_Work item_:
With both ends included, repeat exactly the lines of the entries below from the one containing "#[diagnostic(code(commitpick::picker::error))]" down to the one containing "pub struct Cli", and no others.

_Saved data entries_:
====

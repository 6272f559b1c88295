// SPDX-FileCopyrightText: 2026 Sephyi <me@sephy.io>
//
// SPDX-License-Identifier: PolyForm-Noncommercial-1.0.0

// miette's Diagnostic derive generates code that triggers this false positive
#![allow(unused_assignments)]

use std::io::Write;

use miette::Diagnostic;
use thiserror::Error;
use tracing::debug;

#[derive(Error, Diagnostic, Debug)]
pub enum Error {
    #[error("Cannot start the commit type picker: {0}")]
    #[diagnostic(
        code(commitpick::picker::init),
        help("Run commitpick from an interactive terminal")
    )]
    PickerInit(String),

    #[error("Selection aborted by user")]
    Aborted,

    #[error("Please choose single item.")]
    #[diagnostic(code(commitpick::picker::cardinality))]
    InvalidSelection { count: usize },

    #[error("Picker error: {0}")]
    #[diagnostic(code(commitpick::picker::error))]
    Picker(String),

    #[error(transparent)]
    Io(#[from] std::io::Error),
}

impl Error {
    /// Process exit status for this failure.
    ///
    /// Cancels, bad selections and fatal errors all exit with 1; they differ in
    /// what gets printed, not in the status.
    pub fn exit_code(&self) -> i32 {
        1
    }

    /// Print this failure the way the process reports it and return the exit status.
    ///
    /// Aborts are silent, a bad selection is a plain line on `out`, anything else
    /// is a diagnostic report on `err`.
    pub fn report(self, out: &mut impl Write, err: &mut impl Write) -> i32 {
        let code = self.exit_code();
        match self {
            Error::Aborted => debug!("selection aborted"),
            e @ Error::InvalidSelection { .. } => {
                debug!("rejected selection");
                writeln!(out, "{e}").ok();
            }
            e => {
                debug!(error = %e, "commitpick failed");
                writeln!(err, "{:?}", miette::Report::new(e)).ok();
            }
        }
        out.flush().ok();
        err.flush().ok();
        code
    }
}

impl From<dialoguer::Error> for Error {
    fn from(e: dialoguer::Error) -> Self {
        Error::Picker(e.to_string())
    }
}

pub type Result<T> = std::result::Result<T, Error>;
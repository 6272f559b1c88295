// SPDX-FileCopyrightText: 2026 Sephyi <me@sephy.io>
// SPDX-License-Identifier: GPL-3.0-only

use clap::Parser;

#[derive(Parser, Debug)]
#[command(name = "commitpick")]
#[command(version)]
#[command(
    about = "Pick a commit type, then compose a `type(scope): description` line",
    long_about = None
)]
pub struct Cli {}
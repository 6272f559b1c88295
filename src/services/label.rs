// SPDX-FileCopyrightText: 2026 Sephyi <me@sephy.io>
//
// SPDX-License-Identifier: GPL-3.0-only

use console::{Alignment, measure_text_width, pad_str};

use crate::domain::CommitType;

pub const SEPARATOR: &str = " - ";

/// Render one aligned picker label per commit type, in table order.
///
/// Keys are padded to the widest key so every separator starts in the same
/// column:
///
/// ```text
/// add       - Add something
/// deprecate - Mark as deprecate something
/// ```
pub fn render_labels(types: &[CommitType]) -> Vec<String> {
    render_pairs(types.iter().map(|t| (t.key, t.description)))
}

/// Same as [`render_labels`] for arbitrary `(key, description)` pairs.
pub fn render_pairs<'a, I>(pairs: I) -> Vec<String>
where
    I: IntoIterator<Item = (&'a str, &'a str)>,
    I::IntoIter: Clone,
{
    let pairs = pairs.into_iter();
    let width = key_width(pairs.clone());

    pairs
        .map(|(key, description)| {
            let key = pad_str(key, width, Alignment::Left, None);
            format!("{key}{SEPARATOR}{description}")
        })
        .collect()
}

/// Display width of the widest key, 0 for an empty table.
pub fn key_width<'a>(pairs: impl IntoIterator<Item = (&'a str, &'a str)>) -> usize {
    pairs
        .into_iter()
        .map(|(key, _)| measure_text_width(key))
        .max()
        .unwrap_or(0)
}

====

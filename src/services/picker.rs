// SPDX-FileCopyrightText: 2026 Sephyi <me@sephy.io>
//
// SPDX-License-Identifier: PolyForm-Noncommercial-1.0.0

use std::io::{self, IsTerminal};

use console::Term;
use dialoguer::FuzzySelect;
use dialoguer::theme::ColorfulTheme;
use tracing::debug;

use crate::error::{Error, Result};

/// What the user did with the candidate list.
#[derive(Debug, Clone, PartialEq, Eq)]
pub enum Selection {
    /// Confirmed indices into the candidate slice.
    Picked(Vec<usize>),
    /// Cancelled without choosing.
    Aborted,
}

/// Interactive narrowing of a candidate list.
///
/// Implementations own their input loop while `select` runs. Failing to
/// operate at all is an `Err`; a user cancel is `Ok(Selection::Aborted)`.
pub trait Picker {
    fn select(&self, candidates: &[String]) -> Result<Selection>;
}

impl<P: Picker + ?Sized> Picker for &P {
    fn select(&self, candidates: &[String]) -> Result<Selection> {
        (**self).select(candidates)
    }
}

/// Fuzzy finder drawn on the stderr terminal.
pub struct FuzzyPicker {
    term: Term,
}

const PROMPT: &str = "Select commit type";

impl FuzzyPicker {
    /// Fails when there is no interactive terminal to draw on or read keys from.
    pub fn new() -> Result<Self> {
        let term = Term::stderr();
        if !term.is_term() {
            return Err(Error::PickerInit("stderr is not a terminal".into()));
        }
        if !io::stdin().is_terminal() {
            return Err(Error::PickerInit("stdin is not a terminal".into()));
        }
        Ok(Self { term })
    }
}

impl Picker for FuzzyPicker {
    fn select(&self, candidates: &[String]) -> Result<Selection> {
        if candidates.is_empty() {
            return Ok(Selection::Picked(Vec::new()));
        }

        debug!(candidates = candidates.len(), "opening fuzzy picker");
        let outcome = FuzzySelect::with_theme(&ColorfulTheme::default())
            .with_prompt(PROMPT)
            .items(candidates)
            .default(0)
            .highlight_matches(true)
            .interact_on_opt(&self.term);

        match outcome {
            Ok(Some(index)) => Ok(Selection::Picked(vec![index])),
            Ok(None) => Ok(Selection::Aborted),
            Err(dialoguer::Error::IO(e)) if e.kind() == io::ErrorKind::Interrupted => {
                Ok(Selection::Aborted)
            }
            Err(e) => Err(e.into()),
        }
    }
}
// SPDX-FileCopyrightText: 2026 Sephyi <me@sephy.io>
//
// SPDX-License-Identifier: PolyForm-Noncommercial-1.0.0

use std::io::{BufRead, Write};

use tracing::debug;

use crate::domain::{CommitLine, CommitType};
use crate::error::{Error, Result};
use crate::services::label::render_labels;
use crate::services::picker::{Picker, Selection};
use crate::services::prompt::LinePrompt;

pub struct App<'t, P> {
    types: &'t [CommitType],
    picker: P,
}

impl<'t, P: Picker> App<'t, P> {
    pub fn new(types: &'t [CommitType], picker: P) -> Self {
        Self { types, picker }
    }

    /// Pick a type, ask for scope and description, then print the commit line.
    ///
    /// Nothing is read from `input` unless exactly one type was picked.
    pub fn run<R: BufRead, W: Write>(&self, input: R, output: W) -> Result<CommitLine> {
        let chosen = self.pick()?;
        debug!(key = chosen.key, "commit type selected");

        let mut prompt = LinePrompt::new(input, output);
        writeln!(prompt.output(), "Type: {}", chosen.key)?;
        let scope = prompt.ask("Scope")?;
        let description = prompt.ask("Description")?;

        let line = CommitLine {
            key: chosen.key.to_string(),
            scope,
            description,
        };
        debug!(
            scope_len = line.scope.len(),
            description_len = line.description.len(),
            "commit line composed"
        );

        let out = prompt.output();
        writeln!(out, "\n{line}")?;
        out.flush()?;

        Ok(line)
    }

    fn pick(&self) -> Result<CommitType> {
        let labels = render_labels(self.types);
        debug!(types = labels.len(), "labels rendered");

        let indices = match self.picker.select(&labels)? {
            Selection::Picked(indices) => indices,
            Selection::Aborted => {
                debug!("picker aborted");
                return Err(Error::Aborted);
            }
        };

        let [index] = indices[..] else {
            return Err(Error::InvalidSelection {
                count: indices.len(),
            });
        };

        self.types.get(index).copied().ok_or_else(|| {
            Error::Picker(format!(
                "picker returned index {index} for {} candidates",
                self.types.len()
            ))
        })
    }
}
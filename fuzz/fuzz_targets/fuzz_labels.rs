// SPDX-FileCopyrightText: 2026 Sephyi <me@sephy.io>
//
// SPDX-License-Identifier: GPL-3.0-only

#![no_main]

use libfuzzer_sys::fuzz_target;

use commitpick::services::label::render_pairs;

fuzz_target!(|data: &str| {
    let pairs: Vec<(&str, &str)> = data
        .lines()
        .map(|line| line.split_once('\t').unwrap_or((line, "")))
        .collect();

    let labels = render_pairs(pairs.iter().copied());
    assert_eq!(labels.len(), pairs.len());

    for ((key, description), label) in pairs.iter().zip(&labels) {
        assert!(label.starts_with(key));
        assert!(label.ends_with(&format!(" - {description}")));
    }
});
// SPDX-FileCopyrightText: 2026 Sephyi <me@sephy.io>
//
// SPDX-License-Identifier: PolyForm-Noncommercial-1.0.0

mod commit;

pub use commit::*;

====

_Answer box_:
    #[diagnostic(code(commitpick::picker::error))]
    Picker(String),

    #[error(transparent)]
    Io(#[from] std::io::Error),
}

impl Error {
    /// Process exit status for this failure.
    ///
    /// Cancels, bad selections and fatal errors all exit with 1; they differ in
    /// what gets printed, not in the status.
    pub fn exit_code(&self) -> i32 {
        1
    }

    /// Print this failure the way the process reports it and return the exit status.
    ///
    /// Aborts are silent, a bad selection is a plain line on `out`, anything else
    /// is a diagnostic report on `err`.
    pub fn report(self, out: &mut impl Write, err: &mut impl Write) -> i32 {
        let code = self.exit_code();
        match self {
            Error::Aborted => debug!("selection aborted"),
            e @ Error::InvalidSelection { .. } => {
                debug!("rejected selection");
                writeln!(out, "{e}").ok();
            }
            e => {
                debug!(error = %e, "commitpick failed");
                writeln!(err, "{:?}", miette::Report::new(e)).ok();
            }
        }
        out.flush().ok();
        err.flush().ok();
        code
    }
}

impl From<dialoguer::Error> for Error {
    fn from(e: dialoguer::Error) -> Self {
        Error::Picker(e.to_string())
    }
}

pub type Result<T> = std::result::Result<T, Error>;
repository 6272f559b1c88295
// SPDX-FileCopyrightText: 2026 Sephyi <me@sephy.io>
// SPDX-License-Identifier: GPL-3.0-only

use clap::Parser;

#[derive(Parser, Debug)]
#[command(name = "commitpick")]
#[command(version)]
#[command(
    about = "Pick a commit type, then compose a `type(scope): description` line",
    long_about = None
)]
pub struct Cli {}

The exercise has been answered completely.